> _What the task asks_
Each entry must be returned exactly. None may be omitted.

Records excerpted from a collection
//! Bearer-token authentication for HTTP handlers.
//!
//! [`Authenticated`] is an extractor: handlers that take it run only for
//! callers presenting `Authorization: Bearer <token>` that resolves to a
//! live account. Everything else is rejected with 401 before the handler
//! body runs.

use actix_web::http::header::{AUTHORIZATION, HeaderMap};
use actix_web::{FromRequest, HttpRequest, dev::Payload, web};
use futures_util::future::LocalBoxFuture;

use crate::domain::{Actor, BearerToken, Error, User};
use crate::inbound::http::state::HttpState;

const BEARER_PREFIX: &str = "Bearer ";

/// Caller identity resolved from the bearer token.
#[derive(Debug, Clone)]
pub struct Authenticated {
    pub actor: Actor,
    pub user: User,
    pub token: BearerToken,
}

/// Read the bearer token from the `Authorization` header.
pub(crate) fn bearer_token(headers: &HeaderMap) -> Result<BearerToken, Error> {
    let value = headers
        .get(AUTHORIZATION)
        .ok_or_else(|| Error::unauthorized("authentication required"))?;
    let raw = value
        .to_str()
        .map_err(|_| Error::unauthorized("malformed authorization header"))?;
    let token = raw
        .strip_prefix(BEARER_PREFIX)
        .or_else(|| raw.strip_prefix("bearer "))
        .map(str::trim)
        .filter(|token| !token.is_empty())
        .ok_or_else(|| Error::unauthorized("authorization must use the Bearer scheme"))?;
    Ok(BearerToken::from_presented(token))
}

/// Resolve `token` into an [`Authenticated`] caller using the account port.
pub(crate) async fn resolve(state: &HttpState, token: BearerToken) -> Result<Authenticated, Error> {
    let user = state.accounts.authenticate(&token).await?;
    Ok(Authenticated {
        actor: Actor::of(&user),
        user,
        token,
    })
}

impl FromRequest for Authenticated {
    type Error = Error;
    type Future = LocalBoxFuture<'static, Result<Self, Self::Error>>;

    fn from_request(req: &HttpRequest, _payload: &mut Payload) -> Self::Future {
        let state = req.app_data::<web::Data<HttpState>>().cloned();
        let token = bearer_token(req.headers());
        Box::pin(async move {
            let state = state.ok_or_else(|| Error::internal("HTTP state is not configured"))?;
            resolve(&state, token?).await
        })
    }
}

#[cfg(test)]
mod tests {
    //! Regression coverage for this module.
    use super::*;
    use crate::domain::{ErrorCode, Role};
    use crate::inbound::http::test_utils::{TOKEN, TestPorts, bearer, user};
    use actix_web::http::StatusCode;
    use actix_web::{App, HttpResponse, test as actix_test};
    use rstest::rstest;

    async fn whoami(caller: Authenticated) -> HttpResponse {
        HttpResponse::Ok().body(caller.user.email.to_string())
    }

    #[rstest]
    #[case::missing(None)]
    #[case::basic(Some("Basic YWRtaW46cGFzcw=="))]
    #[case::empty(Some("Bearer   "))]
    fn rejects_absent_or_foreign_schemes(#[case] header: Option<&str>) {
        let mut req = actix_test::TestRequest::default();
        if let Some(value) = header {
            req = req.insert_header((AUTHORIZATION, value));
        }
        let err = bearer_token(req.to_http_request().headers()).expect_err("rejected");
        assert_eq!(err.code(), ErrorCode::Unauthorized);
    }

    #[rstest]
    fn accepts_bearer_tokens() {
        let req = actix_test::TestRequest::default()
            .insert_header((AUTHORIZATION, "Bearer abc123"))
            .to_http_request();
        let token = bearer_token(req.headers()).expect("token");
        assert_eq!(token.expose(), "abc123");
    }

    #[rstest]
    #[actix_web::test]
    async fn resolves_the_caller() {
        let caller = user(Role::Learner);
        let email = caller.email.to_string();
        let state = TestPorts::authenticating(&caller).into_state();
        let app = actix_test::init_service(
            App::new()
                .app_data(state)
                .route("/me", web::get().to(whoami)),
        )
        .await;
        let req = actix_test::TestRequest::get()
            .uri("/me")
            .insert_header(bearer())
            .to_request();
        let res = actix_test::call_service(&app, req).await;
        assert_eq!(res.status(), StatusCode::OK);
        assert_eq!(actix_test::read_body(res).await, email.as_bytes());
    }

    #[rstest]
    #[actix_web::test]
    async fn unknown_tokens_are_unauthorised() {
        let mut ports = TestPorts::default();
        ports
            .accounts
            .expect_authenticate()
            .withf(|token| token.expose() == TOKEN)
            .returning(|_| Err(Error::unauthorized("invalid or expired token")));
        let app = actix_test::init_service(
            App::new()
                .app_data(ports.into_state())
                .route("/me", web::get().to(whoami)),
        )
        .await;
        let req = actix_test::TestRequest::get()
            .uri("/me")
            .insert_header(bearer())
            .to_request();
        let res = actix_test::call_service(&app, req).await;
        assert_eq!(res.status(), StatusCode::UNAUTHORIZED);
    }
}
//! Driven port for fanning chat events out to connected clients.
use uuid::Uuid;

use crate::domain::ChatEvent;

/// Delivers events to whoever is currently connected to a room.
///
/// Delivery is best effort: events for rooms without listeners are dropped.
#[cfg_attr(test, mockall::automock)]
pub trait ChatEventPublisher: Send + Sync {
    fn publish(&self, room_id: Uuid, event: ChatEvent);
}

/// Publisher that drops every event, for contexts without live clients.
#[derive(Debug, Default, Clone, Copy)]
pub struct NoOpChatEventPublisher;

impl ChatEventPublisher for NoOpChatEventPublisher {
    fn publish(&self, _room_id: Uuid, _event: ChatEvent) {}
}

> _Solution_
//! Bearer-token authentication for HTTP handlers.
//!
//! [`Authenticated`] is an extractor: handlers that take it run only for
//! callers presenting `Authorization: Bearer <token>` that resolves to a
//! live account. Everything else is rejected with 401 before the handler
//! body runs.

use actix_web::http::header::{AUTHORIZATION, HeaderMap};
use actix_web::{FromRequest, HttpRequest, dev::Payload, web};
use futures_util::future::LocalBoxFuture;

use crate::domain::{Actor, BearerToken, Error, User};
use crate::inbound::http::state::HttpState;

const BEARER_PREFIX: &str = "Bearer ";

/// Caller identity resolved from the bearer token.
#[derive(Debug, Clone)]
pub struct Authenticated {
    pub actor: Actor,
    pub user: User,
    pub token: BearerToken,
}

/// Read the bearer token from the `Authorization` header.
pub(crate) fn bearer_token(headers: &HeaderMap) -> Result<BearerToken, Error> {
    let value = headers
        .get(AUTHORIZATION)
        .ok_or_else(|| Error::unauthorized("authentication required"))?;
    let raw = value
        .to_str()
        .map_err(|_| Error::unauthorized("malformed authorization header"))?;
    let token = raw
        .strip_prefix(BEARER_PREFIX)
        .or_else(|| raw.strip_prefix("bearer "))
        .map(str::trim)
        .filter(|token| !token.is_empty())
        .ok_or_else(|| Error::unauthorized("authorization must use the Bearer scheme"))?;
    Ok(BearerToken::from_presented(token))
}

/// Resolve `token` into an [`Authenticated`] caller using the account port.
pub(crate) async fn resolve(state: &HttpState, token: BearerToken) -> Result<Authenticated, Error> {
    let user = state.accounts.authenticate(&token).await?;
    Ok(Authenticated {
        actor: Actor::of(&user),
        user,
        token,
    })
}

impl FromRequest for Authenticated {
    type Error = Error;
    type Future = LocalBoxFuture<'static, Result<Self, Self::Error>>;

    fn from_request(req: &HttpRequest, _payload: &mut Payload) -> Self::Future {
        let state = req.app_data::<web::Data<HttpState>>().cloned();
        let token = bearer_token(req.headers());
        Box::pin(async move {
            let state = state.ok_or_else(|| Error::internal("HTTP state is not configured"))?;
            resolve(&state, token?).await
        })
    }
}

#[cfg(test)]
mod tests {
    //! Regression coverage for this module.
    use super::*;
    use crate::domain::{ErrorCode, Role};
    use crate::inbound::http::test_utils::{TOKEN, TestPorts, bearer, user};
    use actix_web::http::StatusCode;
    use actix_web::{App, HttpResponse, test as actix_test};
    use rstest::rstest;

    async fn whoami(caller: Authenticated) -> HttpResponse {
        HttpResponse::Ok().body(caller.user.email.to_string())
    }

    #[rstest]
    #[case::missing(None)]
    #[case::basic(Some("Basic YWRtaW46cGFzcw=="))]
    #[case::empty(Some("Bearer   "))]
    fn rejects_absent_or_foreign_schemes(#[case] header: Option<&str>) {
        let mut req = actix_test::TestRequest::default();
        if let Some(value) = header {
            req = req.insert_header((AUTHORIZATION, value));
        }
        let err = bearer_token(req.to_http_request().headers()).expect_err("rejected");
        assert_eq!(err.code(), ErrorCode::Unauthorized);
    }

    #[rstest]
    fn accepts_bearer_tokens() {
        let req = actix_test::TestRequest::default()
            .insert_header((AUTHORIZATION, "Bearer abc123"))
            .to_http_request();
        let token = bearer_token(req.headers()).expect("token");
        assert_eq!(token.expose(), "abc123");
    }

    #[rstest]
    #[actix_web::test]
    async fn resolves_the_caller() {
        let caller = user(Role::Learner);
        let email = caller.email.to_string();
        let state = TestPorts::authenticating(&caller).into_state();
        let app = actix_test::init_service(
            App::new()
                .app_data(state)
                .route("/me", web::get().to(whoami)),
        )
        .await;
        let req = actix_test::TestRequest::get()
            .uri("/me")
            .insert_header(bearer())
            .to_request();
        let res = actix_test::call_service(&app, req).await;
        assert_eq!(res.status(), StatusCode::OK);
        assert_eq!(actix_test::read_body(res).await, email.as_bytes());
    }

    #[rstest]
    #[actix_web::test]
    async fn unknown_tokens_are_unauthorised() {
        let mut ports = TestPorts::default();
        ports
            .accounts
            .expect_authenticate()
            .withf(|token| token.expose() == TOKEN)
            .returning(|_| Err(Error::unauthorized("invalid or expired token")));
        let app = actix_test::init_service(
            App::new()
                .app_data(ports.into_state())
                .route("/me", web::get().to(whoami)),
        )
        .await;
        let req = actix_test::TestRequest::get()
            .uri("/me")
            .insert_header(bearer())
            .to_request();
        let res = actix_test::call_service(&app, req).await;
        assert_eq!(res.status(), StatusCode::UNAUTHORIZED);
    }
}
//! Driven port for fanning chat events out to connected clients.
use uuid::Uuid;

use crate::domain::ChatEvent;

/// Delivers events to whoever is currently connected to a room.
///
/// Delivery is best effort: events for rooms without listeners are dropped.
#[cfg_attr(test, mockall::automock)]
pub trait ChatEventPublisher: Send + Sync {
    fn publish(&self, room_id: Uuid, event: ChatEvent);
}

/// Publisher that drops every event, for contexts without live clients.
#[derive(Debug, Default, Clone, Copy)]
pub struct NoOpChatEventPublisher;

impl ChatEventPublisher for NoOpChatEventPublisher {
    fn publish(&self, _room_id: Uuid, _event: ChatEvent) {}
}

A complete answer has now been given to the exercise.